Wilderness Treasures
On a spring day a few years ago, my husband and I went walking the trails in a wildlife management area near our town. The area is a bit overgrown, a place frequented by hunters in the fall. The meandering trails that skirt fields and ponds and wind through thickets of birch are not mowed, and by mid-summer the grass is up to our knees. We seldom meet anyone in this quiet refuge, a refuge for us—and for the foxes and deer and great blue herons who make it their home.
We had been walking the trails for an hour and were headed back to the car when a hawk flew over us, in the open space between the trees. The bird was low, just above our heads. We recognized this was not one of the common raptors we would expect to find here, like a red-tailed or cooper’s hawk. The bird’s powerful body, pointed wings, and shape in flight suggested something else. The light underside and gray back confirmed it: a northern goshawk. My husband and I spend a lot of time birdwatching, and this hawk, described as a “cruel beauty” in a bird guide, was one we had seen only a few times before. We watched in awestruck excitement as the bird glided away, departing as silently as it had arrived. If we hadn’t glanced up, we would have missed it.
When that hawk flew over, I was lifted out of human time and reminded of another kind of time. Birds live by the seasons—just as the perennials in our gardens and the bees who feed on the flowers live by the seasons. They are faithful to nature’s time, not human time. Being in their company puts us in touch with ancient rhythms of migration and return, cycles of rebirth that have existed for eons. Our human strivings and petty complaints, our acquisitive needs, bow before the constancy of these living things.
Being close to the birds, in places where human impact is momentarily erased, is an anchor and comfort for me more than ever now. I imagined when I was younger that reaching my fifties or sixties would mean achieving some sort of status quo. I would have made it, whatever that meant. I would have arrived at a settled state, my understanding of myself and the world fixed by virtue of age and experience. Now that I have reached an age I once thought unimaginable, I know that the only fixed thing is change, whether it comes as galloping advances in technology, the unpredictable shifts in jobs and routines, or the unexpected deaths of friends and family. The one constant, the one thing of which I can be sure, is that I cannot be sure of much. The hawk soaring overhead tells me that beauty will exist with me or without me, and this, paradoxically, is reassuring.

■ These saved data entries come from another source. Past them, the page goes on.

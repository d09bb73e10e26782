//! Progress Reporter
//!
//! A single status line animated on its own thread:
//!
//! ```text
//! [ →  ] Step 3/10  ▓▓▓░░░░░░░  Running httpx...
//! ```
//!
//! The scheduler only touches a mutex-guarded counter/tool pair, so drawing
//! never blocks scheduling. A disabled reporter prints nothing at all.

use std::io::{self, IsTerminal, Write};
use std::sync::atomic::{AtomicBool, Ordering};
use std::sync::{Arc, Mutex, MutexGuard};
use std::thread::{self, JoinHandle};
use std::time::Duration;

use colored::Colorize;
use log::debug;

const SPINNER_FRAMES: &[&str] = &["[→   ]", "[ →  ]", "[  → ]", "[   →]"];
const FILLED_BLOCK: char = '▓';
const EMPTY_BLOCK: char = '░';
const BAR_LENGTH: usize = 10;
const TICK: Duration = Duration::from_millis(300);
const CLEAR_WIDTH: usize = 120;

#[derive(Debug, Default, Clone, PartialEq)]
struct ProgressState {
    completed: usize,
    total: usize,
    tool: String,
}

/// Renders one status line without colors.
pub fn render_line(frame: usize, completed: usize, total: usize, tool: &str) -> String {
    let (spinner, step, bar, status) = line_parts(frame, completed, total, tool);
    format!("{} {}  {}  {}", spinner, step, bar, status)
}

fn line_parts(frame: usize, completed: usize, total: usize, tool: &str) -> (&'static str, String, String, String) {
    let spinner = SPINNER_FRAMES[frame % SPINNER_FRAMES.len()];
    let filled = if total == 0 {
        0
    } else {
        (completed.min(total) * BAR_LENGTH) / total
    };

    let bar: String = std::iter::repeat(FILLED_BLOCK)
        .take(filled)
        .chain(std::iter::repeat(EMPTY_BLOCK).take(BAR_LENGTH - filled))
        .collect();

    let status = if tool.is_empty() {
        "Processing...".to_string()
    } else {
        format!("Running {}...", tool)
    };

    (spinner, format!("Step {}/{}", completed, total), bar, status)
}

fn paint(frame: usize, state: &ProgressState) -> String {
    let (spinner, step, bar, status) = line_parts(frame, state.completed, state.total, &state.tool);
    let split = bar
        .char_indices()
        .find(|(_, c)| *c == EMPTY_BLOCK)
        .map_or(bar.len(), |(i, _)| i);
    let (filled, empty) = bar.split_at(split);

    format!(
        "{} {}  {}{}  {}",
        spinner.cyan(),
        step.cyan().bold(),
        filled.green(),
        empty.dimmed(),
        status.yellow()
    )
}

fn clear_line(out: &mut impl Write) {
    let _ = write!(out, "\r{}\r", " ".repeat(CLEAR_WIDTH));
    let _ = out.flush();
}

/// Terminal progress line for one module run.
pub struct ProgressReporter {
    enabled: bool,
    state: Arc<Mutex<ProgressState>>,
    running: Arc<AtomicBool>,
    handle: Option<JoinHandle<()>>,
}

impl ProgressReporter {
    /// Creates a reporter for `total` steps. A disabled reporter never
    /// spawns a thread or writes output.
    pub fn new(total: usize, enabled: bool) -> Self {
        Self {
            enabled,
            state: Arc::new(Mutex::new(ProgressState {
                total,
                ..ProgressState::default()
            })),
            running: Arc::new(AtomicBool::new(false)),
            handle: None,
        }
    }

    /// Enabled only for foreground runs attached to a terminal.
    pub fn for_run(total: usize, background: bool) -> Self {
        Self::new(total, !background && io::stdout().is_terminal())
    }

    #[cfg(test)]
    fn is_enabled(&self) -> bool {
        self.enabled
    }

    fn lock(&self) -> MutexGuard<'_, ProgressState> {
        self.state.lock().unwrap_or_else(|poisoned| poisoned.into_inner())
    }

    /// Starts the animation thread.
    pub fn start(&mut self) -> io::Result<()> {
        if !self.enabled || self.handle.is_some() {
            return Ok(());
        }

        self.running.store(true, Ordering::SeqCst);
        let running = Arc::clone(&self.running);
        let state = Arc::clone(&self.state);

        let handle = thread::Builder::new()
            .name("progress".to_string())
            .spawn(move || {
                let mut frame = 0;
                let stdout = io::stdout();
                while running.load(Ordering::SeqCst) {
                    let snapshot = state
                        .lock()
                        .unwrap_or_else(|poisoned| poisoned.into_inner())
                        .clone();
                    let mut out = stdout.lock();
                    clear_line(&mut out);
                    let _ = write!(out, "{}", paint(frame, &snapshot));
                    let _ = out.flush();
                    drop(out);

                    frame += 1;
                    thread::park_timeout(TICK);
                }
                clear_line(&mut stdout.lock());
            })?;

        self.handle = Some(handle);
        Ok(())
    }

    /// Records the number of finished steps.
    pub fn update(&self, completed: usize) {
        self.lock().completed = completed;
    }

    /// Records the most recently started tool.
    pub fn set_tool(&self, tool: &str) {
        self.lock().tool = tool.to_string();
    }

    /// Current counter values, as `(completed, total)`.
    #[cfg(test)]
    fn position(&self) -> (usize, usize) {
        let state = self.lock();
        (state.completed, state.total)
    }

    /// Stops the animation and clears its line. Safe to call repeatedly.
    pub fn stop(&mut self) {
        self.running.store(false, Ordering::SeqCst);
        if let Some(handle) = self.handle.take() {
            handle.thread().unpark();
            if handle.join().is_err() {
                debug!("Progress thread panicked");
            }
        }
    }
}

impl Drop for ProgressReporter {
    fn drop(&mut self) {
        self.stop();
    }
}

#[cfg(test)]
mod tests {
    use super::*;

    #[test]
    fn test_render_line_format() {
        let line = render_line(0, 3, 10, "httpx");
        assert_eq!(line, "[→   ] Step 3/10  ▓▓▓░░░░░░░  Running httpx...");
    }

    #[test]
    fn test_render_line_spinner_cycles() {
        assert!(render_line(1, 0, 4, "").starts_with("[ →  ]"));
        assert!(render_line(5, 0, 4, "").starts_with("[ →  ]"));
        assert!(render_line(0, 0, 4, "").ends_with("Processing..."));
    }

    #[test]
    fn test_render_line_bounds() {
        assert!(render_line(0, 0, 0, "x").contains("░░░░░░░░░░"));
        assert!(render_line(0, 12, 10, "x").contains("▓▓▓▓▓▓▓▓▓▓"));
    }

    #[test]
    fn test_disabled_reporter_is_inert() {
        let mut reporter = ProgressReporter::new(5, false);
        reporter.start().unwrap();
        assert!(reporter.handle.is_none());

        reporter.set_tool("nmap");
        reporter.update(2);
        assert_eq!(reporter.position(), (2, 5));
        reporter.stop();
    }

    #[test]
    fn test_background_run_is_disabled() {
        assert!(!ProgressReporter::for_run(3, true).is_enabled());
    }

    #[test]
    fn test_enabled_reporter_stops_promptly() {
        let mut reporter = ProgressReporter::new(2, true);
        reporter.start().unwrap();
        reporter.set_tool("echo");
        reporter.update(1);

        let started = std::time::Instant::now();
        reporter.stop();
        assert!(reporter.handle.is_none());
        assert!(started.elapsed() < Duration::from_secs(1));

        reporter.stop();
    }
}
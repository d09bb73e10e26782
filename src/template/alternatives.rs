//! Conditional alternatives: `{ -w {{wordlist}} || -passive }`.
//!
//! A single-brace span containing a top-level `||` is replaced by its first
//! satisfiable alternative. An alternative is satisfiable when every
//! `{{name}}` it mentions is present in the context and truthy.

use crate::error::TemplateError;

use super::substitute::referenced_names;
use super::{is_truthy, lookup, RenderContext};

/// Resolves every alternatives block in `template`.
///
/// `{{ }}` placeholders are copied untouched. Unterminated spans are left
/// verbatim. Spans without a top-level `||` are kept, but blocks nested
/// inside them are still resolved.
pub fn resolve_alternatives(
    template: &str,
    context: &RenderContext,
) -> Result<String, TemplateError> {
    let bytes = template.as_bytes();
    let mut out = String::with_capacity(template.len());
    let mut copied = 0;
    let mut i = 0;

    while i < bytes.len() {
        if bytes[i..].starts_with(b"{{") {
            match placeholder_end(bytes, i) {
                Some(next) => {
                    i = next;
                    continue;
                }
                None => break,
            }
        }

        if bytes[i] != b'{' {
            i += 1;
            continue;
        }

        let Some(end) = block_end(bytes, i) else {
            i += 1;
            continue;
        };
        let inner = &template[i + 1..end];
        let alternatives = split_alternatives(inner);

        if alternatives.len() < 2 {
            i += 1;
            continue;
        }

        let chosen = alternatives
            .iter()
            .map(|alt| alt.trim())
            .find(|alt| is_satisfiable(alt, context))
            .ok_or_else(|| TemplateError::NoSatisfiableAlternative {
                block: inner.trim().to_string(),
            })?;
        out.push_str(&template[copied..i]);
        out.push_str(chosen);
        copied = end + 1;
        i = end + 1;
    }

    out.push_str(&template[copied..]);
    Ok(out)
}

/// Index just past the `}}` closing the placeholder opened at `start`.
fn placeholder_end(bytes: &[u8], start: usize) -> Option<usize> {
    bytes[start + 2..]
        .windows(2)
        .position(|w| w == b"}}")
        .map(|len| start + 2 + len + 2)
}

/// Index of the `}` closing the block opened at `start`.
fn block_end(bytes: &[u8], start: usize) -> Option<usize> {
    let mut depth = 0usize;
    let mut j = start;

    while j < bytes.len() {
        if j > start && bytes[j..].starts_with(b"{{") {
            j = placeholder_end(bytes, j)?;
            continue;
        }
        match bytes[j] {
            b'{' => depth += 1,
            b'}' => {
                depth -= 1;
                if depth == 0 {
                    return Some(j);
                }
            }
            _ => {}
        }
        j += 1;
    }
    None
}

/// Splits on `||` outside placeholders and nested braces.
fn split_alternatives(inner: &str) -> Vec<&str> {
    let bytes = inner.as_bytes();
    let mut parts = Vec::new();
    let mut depth = 0usize;
    let mut part_start = 0;
    let mut j = 0;

    while j < bytes.len() {
        if bytes[j..].starts_with(b"{{") {
            match placeholder_end(bytes, j) {
                Some(next) => {
                    j = next;
                    continue;
                }
                None => break,
            }
        }
        match bytes[j] {
            b'{' => depth += 1,
            b'}' => depth = depth.saturating_sub(1),
            b'|' if depth == 0 && bytes[j..].starts_with(b"||") => {
                parts.push(&inner[part_start..j]);
                j += 2;
                part_start = j;
                continue;
            }
            _ => {}
        }
        j += 1;
    }

    parts.push(&inner[part_start..]);
    parts
}

fn is_satisfiable(alternative: &str, context: &RenderContext) -> bool {
    referenced_names(alternative)
        .iter()
        .all(|name| lookup(context, name).map_or(false, is_truthy))
}

#[cfg(test)]
mod tests {
    use super::*;
    use serde_json::json;

    fn context() -> RenderContext {
        let mut ctx = RenderContext::new();
        ctx.insert("wordlist".into(), json!("/usr/share/words.txt"));
        ctx.insert("resolvers".into(), json!(""));
        ctx.insert("recursive".into(), json!(false));
        ctx
    }

    #[test]
    fn test_first_satisfiable_alternative_wins() {
        let out = resolve_alternatives("-d x { -w {{wordlist}} || -passive }", &context()).unwrap();
        assert_eq!(out, "-d x -w {{wordlist}}");
    }

    #[test]
    fn test_falls_through_missing_and_falsy() {
        let out = resolve_alternatives(
            "{ -r {{resolvers}} || -rec {{recursive}} || -ns {{nameserver}} || -default }",
            &context(),
        )
        .unwrap();
        assert_eq!(out, "-default");
    }

    #[test]
    fn test_empty_alternative_removes_block() {
        let out = resolve_alternatives("scan { -r {{resolvers}} || } -silent", &context()).unwrap();
        assert_eq!(out, "scan  -silent");
    }

    #[test]
    fn test_no_satisfiable_alternative() {
        let err = resolve_alternatives("{ {{resolvers}} || {{missing}} }", &context()).unwrap_err();
        assert!(matches!(err, TemplateError::NoSatisfiableAlternative { .. }));
    }

    #[test]
    fn test_spans_without_or_are_verbatim() {
        let template = "awk '{print $1}' | sort {{wordlist}}";
        assert_eq!(resolve_alternatives(template, &context()).unwrap(), template);
    }

    #[test]
    fn test_unterminated_block_passes_through() {
        let template = "echo { -w {{wordlist}} || -x";
        assert_eq!(resolve_alternatives(template, &context()).unwrap(), template);
    }

    #[test]
    fn test_nested_braces_are_not_split() {
        let out = resolve_alternatives("{ -f '{a||b}' {{missing}} || -g }", &context()).unwrap();
        assert_eq!(out, "-g");
    }

    #[test]
    fn test_selection_is_deterministic() {
        let template = "{ -w {{wordlist}} || -passive } { -r {{resolvers}} || -x }";
        let first = resolve_alternatives(template, &context()).unwrap();
        for _ in 0..10 {
            assert_eq!(resolve_alternatives(template, &context()).unwrap(), first);
        }
    }

    #[test]
    fn test_non_ascii_text_is_scanned() {
        let mut ctx = context();
        ctx.insert("lang".into(), json!("fr"));

        let template = "echo café → {{wordlist}} { -l {{lang}} || -x } ünïcode";
        let out = resolve_alternatives(template, &ctx).unwrap();
        assert_eq!(out, "echo café → {{wordlist}} -l {{lang}} ünïcode");

        let out = resolve_alternatives("{ -q é || -r {{resolvers}} }", &ctx).unwrap();
        assert_eq!(out, "-q é");
    }

    #[test]
    fn test_block_nested_in_plain_span_is_resolved() {
        let out = resolve_alternatives("awk '{ {{wordlist}} { -x {{missing}} || -y } }'", &context()).unwrap();
        assert_eq!(out, "awk '{ {{wordlist}} -y }'");
    }
}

My husband and I have returned to the wildlife area many times without seeing a goshawk again, but we know the bird, or its descendant, may be there somewhere, hidden in the trees. Startling and unexpected, the appearance of such a bird is like a bell sounding, asking us to pay attention to other ways of being and the deeper knowledge nature has to impart. As the birds and pristine areas of wilderness we love come under increasing threats due to our human footprint, we are called to treasure and protect them. But so often I feel it is the wilderness that protects me and teaches me to treasure what is best and most enduring in myself.